Early post-treatment PET-metrics are associated with treatment outcome in LA-NSCLC patients treated with chemoradiotherapy. Both volumetric and intensity PET-metrics are useful, but more for the primary tumor than for lymph nodes.
本研究旨在探讨局部晚期非小细胞肺癌(LA-NSCLC)患者同步放化疗后早期氟脱氧葡萄糖正电子发射断层扫描(FDG-PET)与局部(LF)、区域(RF)、远处失败(DF)和总生存(OS)的相关性。
47 例 IIIA-B 期 NSCLC 患者入组一项随机 II 期试验(NTR2230),接受 66Gy(24x2.75Gy)低剂量顺铂+/-西妥昔单抗治疗。FDG-PET 扫描在基线和治疗后 4 周(范围 1.6-10.1)进行。对原发肿瘤和受累淋巴结分别计算 SUV、SUV、代谢肿瘤体积(MTV)、总病灶糖酵解(TLG)和大体肿瘤体积,以生成基线、治疗后和相对反应指标,定义为(指标-指标)/指标。采用单变量 Cox 回归分析探讨 PET 指标与结局的相关性。
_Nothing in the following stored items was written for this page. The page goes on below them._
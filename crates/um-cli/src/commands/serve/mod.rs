//! Serve command: HTTP JSON API over the metadata store

#[cfg(feature = "serve")]
mod api;

use anyhow::Result;

use crate::cli::{GlobalArgs, ServeArgs};

/// Execute the serve command
pub async fn execute(args: &ServeArgs, global: &GlobalArgs) -> Result<()> {
    #[cfg(feature = "serve")]
    {
        api::execute(args, global).await
    }
    #[cfg(not(feature = "serve"))]
    {
        let _ = (args, global);
        anyhow::bail!(
            "The `serve` command requires the `serve` feature.\n\
             Rebuild with: cargo build -p um-cli --features serve"
        );
    }
}
//! Manifest loader
//!
//! Turns one project's manifest (and optional catalog) into a [`NodeTable`]:
//! the project's models and sources keyed by local name, plus the raw
//! dependency ids each model declares. Nothing here knows about other
//! projects; global identities are assigned later.

use crate::artifacts::{ArtifactSource, RawCatalog, RawColumn, RawManifest, RawNode, RawSource};
use crate::error::{CoreError, CoreResult};
use crate::ids::{GlobalId, ProjectId};
use crate::node::{Column, Node, NodeKind};
use crate::project::{slugify, Project};
use crate::projection::extract_projection_columns;
use std::collections::HashMap;

const DEFAULT_MATERIALIZATION: &str = "view";

/// A node as loaded from one manifest, before it has a global id.
#[derive(Debug, Clone, PartialEq)]
pub struct LocalNode {
    /// Manifest unique id (`model.pkg.name`, `source.pkg.src.table`)
    pub unique_id: String,
    pub local_name: String,
    pub kind: NodeKind,
    pub schema: Option<String>,
    pub database: Option<String>,
    pub materialized: Option<String>,
    pub description: Option<String>,
    pub columns: Vec<Column>,
    pub raw_text: Option<String>,
    pub source_name: Option<String>,
    pub identifier: Option<String>,
    pub file_path: Option<String>,
    pub tags: Vec<String>,
}

impl LocalNode {
    /// Attach identity and produce the graph node.
    pub fn into_node(self, global_id: GlobalId, owning_project: ProjectId) -> Node {
        Node {
            global_id,
            local_name: self.local_name,
            owning_project,
            kind: self.kind,
            schema: self.schema,
            database: self.database,
            materialized: self.materialized,
            description: self.description,
            columns: self.columns,
            raw_text: self.raw_text,
            source_name: self.source_name,
            identifier: self.identifier,
            file_path: self.file_path,
            tags: self.tags,
            user_edited: false,
            ai_description: None,
        }
    }
}

/// A dependency declared in the manifest, still in manifest terms.
#[derive(Debug, Clone, PartialEq, Eq)]
pub struct ManifestDependency {
    /// Local name of the model that declares the dependency
    pub referencing: String,
    /// Raw manifest unique id it depends on
    pub dependency_id: String,
}

/// Everything one project contributes to the unified graph.
#[derive(Debug, Clone)]
pub struct NodeTable {
    pub project: Project,
    /// Package name the manifest declares for itself
    pub package_name: String,
    /// Models first, then sources, each in unique-id order
    pub nodes: Vec<LocalNode>,
    pub dependencies: Vec<ManifestDependency>,
}

impl NodeTable {
    /// Find an owned node by its manifest unique id
    pub fn by_unique_id(&self, unique_id: &str) -> Option<&LocalNode> {
        self.nodes.iter().find(|n| n.unique_id == unique_id)
    }

    /// Local names of the models in this table
    pub fn model_names(&self) -> impl Iterator<Item = &str> {
        self.nodes
            .iter()
            .filter(|n| n.kind == NodeKind::Model)
            .map(|n| n.local_name.as_str())
    }
}

/// Result of loading one project
#[derive(Debug)]
pub enum LoadOutcome {
    Loaded(NodeTable),
    /// The project has not been built; callers skip it
    ManifestMissing,
}

/// Load a project's node table through `artifacts`.
///
/// A malformed manifest is an error for this project only. A malformed
/// catalog is logged and ignored.
pub fn load(project: &Project, artifacts: &dyn ArtifactSource) -> CoreResult<LoadOutcome> {
    let Some(manifest) = artifacts.manifest(project)? else {
        log::warn!(
            "{}",
            CoreError::ManifestMissing {
                project: project.id.to_string(),
                path: project.root_path.display().to_string(),
            }
        );
        return Ok(LoadOutcome::ManifestMissing);
    };

    let catalog = match artifacts.catalog(project) {
        Ok(catalog) => catalog,
        Err(e) => {
            log::warn!("Ignoring catalog of project '{}': {}", project.id, e);
            None
        }
    };

    Ok(LoadOutcome::Loaded(build_table(
        project,
        manifest,
        catalog.as_ref(),
    )))
}

/// Build a node table from already-parsed artifacts.
pub fn build_table(
    project: &Project,
    manifest: RawManifest,
    catalog: Option<&RawCatalog>,
) -> NodeTable {
    let package_name = manifest
        .metadata
        .project_name
        .clone()
        .unwrap_or_else(|| project.display_name.clone());
    let owns = |package: &Option<String>| match package {
        Some(p) => p == &package_name || slugify(p) == project.id.as_str(),
        None => true,
    };

    let mut nodes = Vec::new();
    let mut dependencies = Vec::new();

    for (unique_id, raw) in manifest.nodes {
        if raw.resource_type != "model" || raw.name.is_empty() {
            continue;
        }
        if !owns(&raw.package_name) {
            log::debug!(
                "Project '{}': skipping {} owned by package {:?}",
                project.id,
                unique_id,
                raw.package_name
            );
            continue;
        }
        for dep in &raw.depends_on.nodes {
            dependencies.push(ManifestDependency {
                referencing: raw.name.clone(),
                dependency_id: dep.clone(),
            });
        }
        nodes.push(model_node(unique_id, raw, catalog));
    }

    for (unique_id, raw) in manifest.sources {
        if raw.name.is_empty() || !owns(&raw.package_name) {
            continue;
        }
        nodes.push(source_node(unique_id, raw, catalog));
    }

    log::debug!(
        "Project '{}': loaded {} nodes, {} manifest dependencies",
        project.id,
        nodes.len(),
        dependencies.len()
    );

    NodeTable {
        project: project.clone(),
        package_name,
        nodes,
        dependencies,
    }
}

fn non_empty(value: Option<String>) -> Option<String> {
    value.filter(|v| !v.trim().is_empty())
}

fn model_node(unique_id: String, raw: RawNode, catalog: Option<&RawCatalog>) -> LocalNode {
    let raw_text = non_empty(raw.raw_code).or_else(|| non_empty(raw.raw_sql));
    let mut columns = catalog_columns(&raw.name, &unique_id, catalog, &raw.columns)
        .or_else(|| declared_columns(&raw.name, &raw.columns))
        .unwrap_or_default();
    if columns.is_empty() {
        if let Some(text) = &raw_text {
            columns = extract_projection_columns(text)
                .into_iter()
                .map(|name| Column::new(&raw.name, name, None, None))
                .collect();
        }
    }

    LocalNode {
        unique_id,
        kind: NodeKind::Model,
        schema: non_empty(raw.config.schema).or_else(|| non_empty(raw.schema)),
        database: non_empty(raw.database),
        materialized: Some(
            non_empty(raw.config.materialized)
                .unwrap_or_else(|| DEFAULT_MATERIALIZATION.to_string()),
        ),
        description: non_empty(raw.description),
        columns,
        raw_text,
        source_name: None,
        identifier: None,
        file_path: non_empty(raw.original_file_path),
        tags: raw.tags,
        local_name: raw.name,
    }
}

fn source_node(unique_id: String, raw: RawSource, catalog: Option<&RawCatalog>) -> LocalNode {
    let columns = catalog_columns(&raw.name, &unique_id, catalog, &raw.columns)
        .or_else(|| declared_columns(&raw.name, &raw.columns))
        .unwrap_or_default();
    let identifier = non_empty(raw.identifier).filter(|id| id != &raw.name);

    LocalNode {
        unique_id,
        kind: NodeKind::Source,
        schema: non_empty(raw.schema),
        database: non_empty(raw.database),
        materialized: None,
        description: non_empty(raw.description),
        columns,
        raw_text: None,
        source_name: non_empty(Some(raw.source_name)),
        identifier,
        file_path: non_empty(raw.original_file_path),
        tags: raw.tags,
        local_name: raw.name,
    }
}

/// Catalog columns in catalog order, borrowing manifest descriptions.
fn catalog_columns(
    node_name: &str,
    unique_id: &str,
    catalog: Option<&RawCatalog>,
    declared: &[(String, RawColumn)],
) -> Option<Vec<Column>> {
    let entry = catalog?.entry(unique_id)?;
    if entry.columns.is_empty() {
        return None;
    }

    let declared_descriptions: HashMap<String, &str> = declared
        .iter()
        .filter_map(|(key, col)| {
            let name = col.name.as_deref().unwrap_or(key);
            col.description
                .as_deref()
                .filter(|d| !d.trim().is_empty())
                .map(|d| (name.to_lowercase(), d))
        })
        .collect();

    let mut ordered: Vec<_> = entry.columns.iter().collect();
    ordered.sort_by_key(|(key, col)| (col.index.unwrap_or(i64::MAX), key.to_string()));

    Some(
        ordered
            .into_iter()
            .map(|(key, col)| {
                let name = col.name.clone().unwrap_or_else(|| key.clone());
                let description = non_empty(col.comment.clone()).or_else(|| {
                    declared_descriptions
                        .get(&name.to_lowercase())
                        .map(|d| d.to_string())
                });
                Column::new(node_name, name, col.data_type.clone(), description)
            })
            .collect(),
    )
}

/// Columns declared in project YAML, in declaration order.
fn declared_columns(node_name: &str, declared: &[(String, RawColumn)]) -> Option<Vec<Column>> {
    if declared.is_empty() {
        return None;
    }
    Some(
        declared
            .iter()
            .map(|(key, col)| {
                Column::new(
                    node_name,
                    col.name.clone().unwrap_or_else(|| key.clone()),
                    non_empty(col.data_type.clone()),
                    non_empty(col.description.clone()),
                )
            })
            .collect(),
    )
}

#[cfg(test)]
#[path = "loader_test.rs"]
mod tests;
治疗后扫描的指标和相对反应与结局相关,但基线指标与结局无关。原发肿瘤指标与所有结局的相关性均强于淋巴结指标。体积(TLG/MTV)和强度(SUV/SUV)PET 指标均与 OS 相关。强度指标与 LF 相关,而体积 PET 指标与 RF/DF 相关。这与淋巴结指标相反,仅显示 TLG/MTV 相对反应与 RF 相关。在与结局相关的 PET 体积和强度指标之间,未发现偏好。
在接受放化疗的 LA-NSCLC 患者中,治疗后早期 PET 指标与治疗结局相关。体积和强度 PET 指标均有用,但对原发肿瘤的作用大于淋巴结。